What is needed –
Be exact. Print each record as it stands.

(Stored entries)
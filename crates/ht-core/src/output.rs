//! JSON encoding of result records.
//!
//! Field names and nesting are the contract with playback and plotting
//! consumers; both record types serialize to a top-level JSON array.

use crate::pipeline::{RawSentenceResult, SentenceResult};

/// Pretty-printed JSON array of haptic output records.
pub fn export_json(results: &[SentenceResult]) -> serde_json::Result<String> {
    serde_json::to_string_pretty(results)
}

/// Pretty-printed JSON array of raw score records.
pub fn export_raw_json(results: &[RawSentenceResult]) -> serde_json::Result<String> {
    serde_json::to_string_pretty(results)
}

/// Parse a haptic output document, e.g. for a playback consumer.
pub fn import_json(json: &str) -> serde_json::Result<Vec<SentenceResult>> {
    serde_json::from_str(json)
}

Response area –
filename crates/ht-core/src/output.rs
//! JSON encoding of result records.
//!
//! Field names and nesting are the contract with playback and plotting
//! consumers; both record types serialize to a top-level JSON array.

use crate::pipeline::{RawSentenceResult, SentenceResult};

/// Pretty-printed JSON array of haptic output records.
pub fn export_json(results: &[SentenceResult]) -> serde_json::Result<String> {
    serde_json::to_string_pretty(results)
}

/// Pretty-printed JSON array of raw score records.
pub fn export_raw_json(results: &[RawSentenceResult]) -> serde_json::Result<String> {
    serde_json::to_string_pretty(results)
}

/// Parse a haptic output document, e.g. for a playback consumer.
pub fn import_json(json: &str) -> serde_json::Result<Vec<SentenceResult>> {
    serde_json::from_str(json)
}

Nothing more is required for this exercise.